— Information provided —
|---|
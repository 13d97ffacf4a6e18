//! Session-level errors.

use thiserror::Error;

/// Result type alias for session operations.
pub type Result<T> = std::result::Result<T, SessionError>;

/// Appended to session creation failures.
pub const TROUBLESHOOTING_HINT: &str = "Check https://github.com/appium/appium-espresso-driver#troubleshooting regarding advanced session startup troubleshooting.";

/// Errors surfaced to WebDriver clients.
#[derive(Debug, Error)]
pub enum SessionError {
	/// The requested capabilities cannot be satisfied.
	#[error("{0}")]
	CapabilityValidation(String),

	/// Session creation failed; the session has already been torn down.
	#[error("{message}")]
	SessionNotCreated {
		message: String,
		#[source]
		source: Option<Box<SessionError>>,
	},

	/// No session is running, or the id does not match.
	#[error("A session is either terminated or not started")]
	NoSuchSession,

	#[error("No such context found: {0}")]
	NoSuchContext(String),

	#[error("{0}")]
	InvalidArgument(String),

	/// The command is not implemented by this driver.
	#[error("{0}")]
	UnknownCommand(String),

	/// Device, server or artifact failure.
	#[error(transparent)]
	Runtime(#[from] spresso_runtime::Error),

	#[error(transparent)]
	Json(#[from] serde_json::Error),
}

impl SessionError {
	/// Failure that is already phrased as a session creation error.
	pub fn not_created(message: impl Into<String>) -> Self {
		SessionError::SessionNotCreated {
			message: message.into(),
			source: None,
		}
	}

	/// Turns a creation failure into [`SessionError::SessionNotCreated`] carrying
	/// the troubleshooting hint. Existing creation errors are not wrapped again.
	pub fn into_session_not_created(self) -> Self {
		match self {
			SessionError::SessionNotCreated { message, source } => SessionError::SessionNotCreated {
				message: with_hint(message),
				source,
			},
			other => SessionError::SessionNotCreated {
				message: with_hint(other.to_string()),
				source: Some(Box::new(other)),
			},
		}
	}

	/// W3C error code reported to the client.
	pub fn error_code(&self) -> &'static str {
		match self {
			SessionError::CapabilityValidation(_) | SessionError::InvalidArgument(_) => {
				"invalid argument"
			}
			SessionError::SessionNotCreated { .. } => "session not created",
			SessionError::NoSuchSession => "invalid session id",
			SessionError::NoSuchContext(_) => "no such context",
			SessionError::UnknownCommand(_) => "unknown command",
			SessionError::Runtime(err) if err.is_timeout() => "timeout",
			SessionError::Runtime(_) => "unknown error",
			SessionError::Json(_) => "invalid argument",
		}
	}

	/// Original error behind a [`SessionError::SessionNotCreated`] wrapper.
	pub fn root(&self) -> &SessionError {
		match self {
			SessionError::SessionNotCreated {
				source: Some(inner), ..
			} => inner.root(),
			other => other,
		}
	}
}

fn with_hint(mut message: String) -> String {
	if message.ends_with(TROUBLESHOOTING_HINT) {
		return message;
	}
	if !message.ends_with('.') {
		message.push('.');
	}
	message.push(' ');
	message.push_str(TROUBLESHOOTING_HINT);
	message
}

#[cfg(test)]
mod tests {
	use super::*;

	#[test]
	fn hint_is_appended_with_period() {
		let err = SessionError::CapabilityValidation("browserName is not supported".into())
			.into_session_not_created();
		assert_eq!(
			err.to_string(),
			format!("browserName is not supported. {TROUBLESHOOTING_HINT}")
		);
		assert!(matches!(err.root(), SessionError::CapabilityValidation(_)));
		assert_eq!(err.error_code(), "session not created");
	}

	#[test]
	fn existing_period_is_kept() {
		let err = SessionError::InvalidArgument("Bad value.".into()).into_session_not_created();
		assert_eq!(err.to_string(), format!("Bad value. {TROUBLESHOOTING_HINT}"));
	}

	#[test]
	fn not_double_wrapped() {
		let once = SessionError::UnknownCommand("x".into()).into_session_not_created();
		let message = once.to_string();
		let twice = once.into_session_not_created();
		assert_eq!(twice.to_string(), message);
		assert!(matches!(twice.root(), SessionError::UnknownCommand(_)));
	}

	#[test]
	fn existing_creation_error_gets_hint() {
		let err = SessionError::not_created("Could not find the package 'a.b' installed on the device")
			.into_session_not_created();
		assert_eq!(
			err.to_string(),
			format!("Could not find the package 'a.b' installed on the device. {TROUBLESHOOTING_HINT}")
		);
		assert!(matches!(err.root(), SessionError::SessionNotCreated { source: None, .. }));
	}

	#[test]
	fn timeouts_have_their_own_code() {
		let err = SessionError::Runtime(spresso_runtime::Error::ServerLaunchTimeout { timeout_ms: 10 });
		assert_eq!(err.error_code(), "timeout");
	}
}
|---|
— Prompt —
Return all of the entries word for word.

— Task output —
repository 13d97ffacf4a6e18
//! Session-level errors.

use thiserror::Error;

/// Result type alias for session operations.
pub type Result<T> = std::result::Result<T, SessionError>;

/// Appended to session creation failures.
pub const TROUBLESHOOTING_HINT: &str = "Check https://github.com/appium/appium-espresso-driver#troubleshooting regarding advanced session startup troubleshooting.";

/// Errors surfaced to WebDriver clients.
#[derive(Debug, Error)]
pub enum SessionError {
	/// The requested capabilities cannot be satisfied.
	#[error("{0}")]
	CapabilityValidation(String),

	/// Session creation failed; the session has already been torn down.
	#[error("{message}")]
	SessionNotCreated {
		message: String,
		#[source]
		source: Option<Box<SessionError>>,
	},

	/// No session is running, or the id does not match.
	#[error("A session is either terminated or not started")]
	NoSuchSession,

	#[error("No such context found: {0}")]
	NoSuchContext(String),

	#[error("{0}")]
	InvalidArgument(String),

	/// The command is not implemented by this driver.
	#[error("{0}")]
	UnknownCommand(String),

	/// Device, server or artifact failure.
	#[error(transparent)]
	Runtime(#[from] spresso_runtime::Error),

	#[error(transparent)]
	Json(#[from] serde_json::Error),
}

impl SessionError {
	/// Failure that is already phrased as a session creation error.
	pub fn not_created(message: impl Into<String>) -> Self {
		SessionError::SessionNotCreated {
			message: message.into(),
			source: None,
		}
	}

	/// Turns a creation failure into [`SessionError::SessionNotCreated`] carrying
	/// the troubleshooting hint. Existing creation errors are not wrapped again.
	pub fn into_session_not_created(self) -> Self {
		match self {
			SessionError::SessionNotCreated { message, source } => SessionError::SessionNotCreated {
				message: with_hint(message),
				source,
			},
			other => SessionError::SessionNotCreated {
				message: with_hint(other.to_string()),
				source: Some(Box::new(other)),
			},
		}
	}

	/// W3C error code reported to the client.
	pub fn error_code(&self) -> &'static str {
		match self {
			SessionError::CapabilityValidation(_) | SessionError::InvalidArgument(_) => {
				"invalid argument"
			}
			SessionError::SessionNotCreated { .. } => "session not created",
			SessionError::NoSuchSession => "invalid session id",
			SessionError::NoSuchContext(_) => "no such context",
			SessionError::UnknownCommand(_) => "unknown command",
			SessionError::Runtime(err) if err.is_timeout() => "timeout",
			SessionError::Runtime(_) => "unknown error",
			SessionError::Json(_) => "invalid argument",
		}
	}

	/// Original error behind a [`SessionError::SessionNotCreated`] wrapper.
	pub fn root(&self) -> &SessionError {
		match self {
			SessionError::SessionNotCreated {
				source: Some(inner), ..
			} => inner.root(),
			other => other,
		}
	}
}

fn with_hint(mut message: String) -> String {
	if message.ends_with(TROUBLESHOOTING_HINT) {
		return message;
	}
	if !message.ends_with('.') {
		message.push('.');
	}
	message.push(' ');
	message.push_str(TROUBLESHOOTING_HINT);
	message
}

#[cfg(test)]
mod tests {
	use super::*;

	#[test]
	fn hint_is_appended_with_period() {
		let err = SessionError::CapabilityValidation("browserName is not supported".into())
			.into_session_not_created();
		assert_eq!(
			err.to_string(),
			format!("browserName is not supported. {TROUBLESHOOTING_HINT}")
		);
		assert!(matches!(err.root(), SessionError::CapabilityValidation(_)));
		assert_eq!(err.error_code(), "session not created");
	}

	#[test]
	fn existing_period_is_kept() {
		let err = SessionError::InvalidArgument("Bad value.".into()).into_session_not_created();
		assert_eq!(err.to_string(), format!("Bad value. {TROUBLESHOOTING_HINT}"));
	}

	#[test]
	fn not_double_wrapped() {
		let once = SessionError::UnknownCommand("x".into()).into_session_not_created();
		let message = once.to_string();
		let twice = once.into_session_not_created();
		assert_eq!(twice.to_string(), message);
		assert!(matches!(twice.root(), SessionError::UnknownCommand(_)));
	}

	#[test]
	fn existing_creation_error_gets_hint() {
		let err = SessionError::not_created("Could not find the package 'a.b' installed on the device")
			.into_session_not_created();
		assert_eq!(
			err.to_string(),
			format!("Could not find the package 'a.b' installed on the device. {TROUBLESHOOTING_HINT}")
		);
		assert!(matches!(err.root(), SessionError::SessionNotCreated { source: None, .. }));
	}

	#[test]
	fn timeouts_have_their_own_code() {
		let err = SessionError::Runtime(spresso_runtime::Error::ServerLaunchTimeout { timeout_ms: 10 });
		assert_eq!(err.error_code(), "timeout");
	}
}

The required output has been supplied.